What does VSMP support mean? Am I the only one who was confused to find only four virtual processors per VM?
Well if you plan to buy a product that costs some money and I'm not a 100% sure if I understood the licensing modell right, I'd ask some people (maybe the vmware hotline).
Don't blame the documentation because you mixed up vSMP and the physical cpu licening (up to to 4 cores). VMware got a bunch of documentation and even as a non native english speaker it's no problem for me to understand it. (Lots of documents are available in other languages too)
Well, maybe you had a more conscientious sales rep. I purchased through Dell and was shown/told no such thing. This is the first time I ever saw such a document. I was simply told that it supported up to 2 CPUs with up to 4 cores each.I think it was a bit of a surprise to the Dell sales rep too, because he had to research the problem to get back to me.
Well, maybe you had a more conscientious sales rep.
That's why you ask questions, you did the right thing by coming on here.
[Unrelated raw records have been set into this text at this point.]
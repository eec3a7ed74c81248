use thiserror::Error;

macro_rules! malformed_error {
    // Single string version
    ($msg:expr) => {
        crate::Error::Malformed {
            message: $msg.to_string(),
            file: file!(),
            line: line!(),
        }
    };

    // Format string with arguments version
    ($fmt:expr, $($arg:tt)*) => {
        crate::Error::Malformed {
            message: format!($fmt, $($arg)*),
            file: file!(),
            line: line!(),
        }
    };
}

macro_rules! invalid_input_error {
    // Single string version
    ($msg:expr) => {
        crate::Error::InvalidInput {
            message: $msg.to_string(),
            file: file!(),
            line: line!(),
        }
    };

    // Format string with arguments version
    ($fmt:expr, $($arg:tt)*) => {
        crate::Error::InvalidInput {
            message: format!($fmt, $($arg)*),
            file: file!(),
            line: line!(),
        }
    };
}

macro_rules! underrun_error {
    ($requested:expr, $remaining:expr) => {
        crate::Error::BufferUnderrun {
            requested: $requested,
            remaining: $remaining,
        }
    };
}

/// The generic Error type, which provides coverage for all errors this library can potentially
/// return.
///
/// Every error is raised at the point where it is detected and is never retried or recovered
/// internally. A failing read never commits a partial cursor movement, so after any error the
/// stream is positioned exactly where it was before the call.
///
/// # Error Categories
///
/// ## Read Errors
/// - [`Error::BufferUnderrun`] - A read asked for more bytes than remain after the cursor
/// - [`Error::VarIntTooLong`] - A variable-length integer did not terminate within its byte budget
/// - [`Error::Malformed`] - The bytes were read but could not be decoded (e.g. invalid UTF-8)
///
/// ## Write / Positioning Errors
/// - [`Error::InvalidInput`] - An append received something that is not a byte sequence
/// - [`Error::InvalidOffset`] - An explicit cursor override points past the end of the buffer
///
/// Truncating writes (e.g. a triad above `0xFF_FFFF`) are intentional wire semantics and are
/// never reported as errors.
///
/// # Examples
///
/// ```rust
/// use binstream::{ByteStream, Error};
///
/// let mut stream = ByteStream::from_bytes(&[0x01]);
/// match stream.get_int() {
///     Ok(value) => println!("int: {}", value),
///     Err(Error::BufferUnderrun { requested, remaining }) => {
///         eprintln!("needed {} bytes, only {} left", requested, remaining);
///     }
///     Err(e) => eprintln!("Other error: {}", e),
/// }
/// ```
#[derive(Error, Debug, Clone, PartialEq, Eq)]
pub enum Error {
    /// A read requested more bytes than remain between the cursor and the end of the buffer.
    ///
    /// The data is never padded with zeroes or wrapped around; the caller always sees this
    /// error instead of a silently truncated value.
    ///
    /// # Fields
    ///
    /// * `requested` - Number of bytes the read needed
    /// * `remaining` - Number of bytes that were available after the cursor
    #[error("Buffer underrun - requested {requested} bytes, {remaining} remaining")]
    BufferUnderrun {
        /// Number of bytes the read needed
        requested: usize,
        /// Number of bytes that were available after the cursor
        remaining: usize,
    },

    /// A variable-length integer kept its continuation bit set past the maximum byte count
    /// for its width (5 bytes for 32-bit, 10 bytes for 64-bit values).
    #[error("Variable-length integer exceeds {max_bytes} bytes")]
    VarIntTooLong {
        /// The byte budget that was exhausted
        max_bytes: usize,
    },

    /// An append or buffer replacement received a value that cannot be interpreted as bytes.
    ///
    /// # Fields
    ///
    /// * `message` - Detailed description of what was rejected
    /// * `file` - Source file where the error was detected
    /// * `line` - Source line where the error was detected
    #[error("Invalid input - {file}:{line}: {message}")]
    InvalidInput {
        /// The message to be printed for the InvalidInput error
        message: String,
        /// The source file in which this error occured
        file: &'static str,
        /// The source line in which this error occured
        line: u32,
    },

    /// An explicit cursor override was outside `[0, length]`.
    #[error("Invalid offset {offset} for a buffer of {length} bytes")]
    InvalidOffset {
        /// The rejected offset
        offset: usize,
        /// Length of the buffer the offset was meant for
        length: usize,
    },

    /// Bytes were available but their content could not be decoded.
    ///
    /// # Fields
    ///
    /// * `message` - Detailed description of what was malformed
    /// * `file` - Source file where the error was detected
    /// * `line` - Source line where the error was detected
    #[error("Malformed - {file}:{line}: {message}")]
    Malformed {
        /// The message to be printed for the Malformed error
        message: String,
        /// The source file in which this error occured
        file: &'static str,
        /// The source line in which this error occured
        line: u32,
    },
}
Most like CPU is not the problem. 8 vCPU is a lot of CPU, even physical machines don't need that much, that's why Virtual Machines make sense. Most hardware is overkill for single purpose machines.
I would FIRST try your apps with just one CPU, test it see how it works, do some benchmarking. Then try 2, see what the difference is. You will find it's almost no difference going from 1 to 2 (except Linux). Anything beyond 2 is a waste, because of the technology behind how vCPU work. I can guarantee attempting to use 8 vCPU in a machine is a complete waste of time, a VM cannot utilize all of the hardware, for disk, network, and CPU, so those CPU might show up in a benchmark meter, but the host machine will show the CPU are largely underutilized.
Because we use the vSphere for testing our software, not for production software. And we purchased it specifically to allow testing on multi-processor systems.
isnt 4 cpu's enough to test multi proccessor systems?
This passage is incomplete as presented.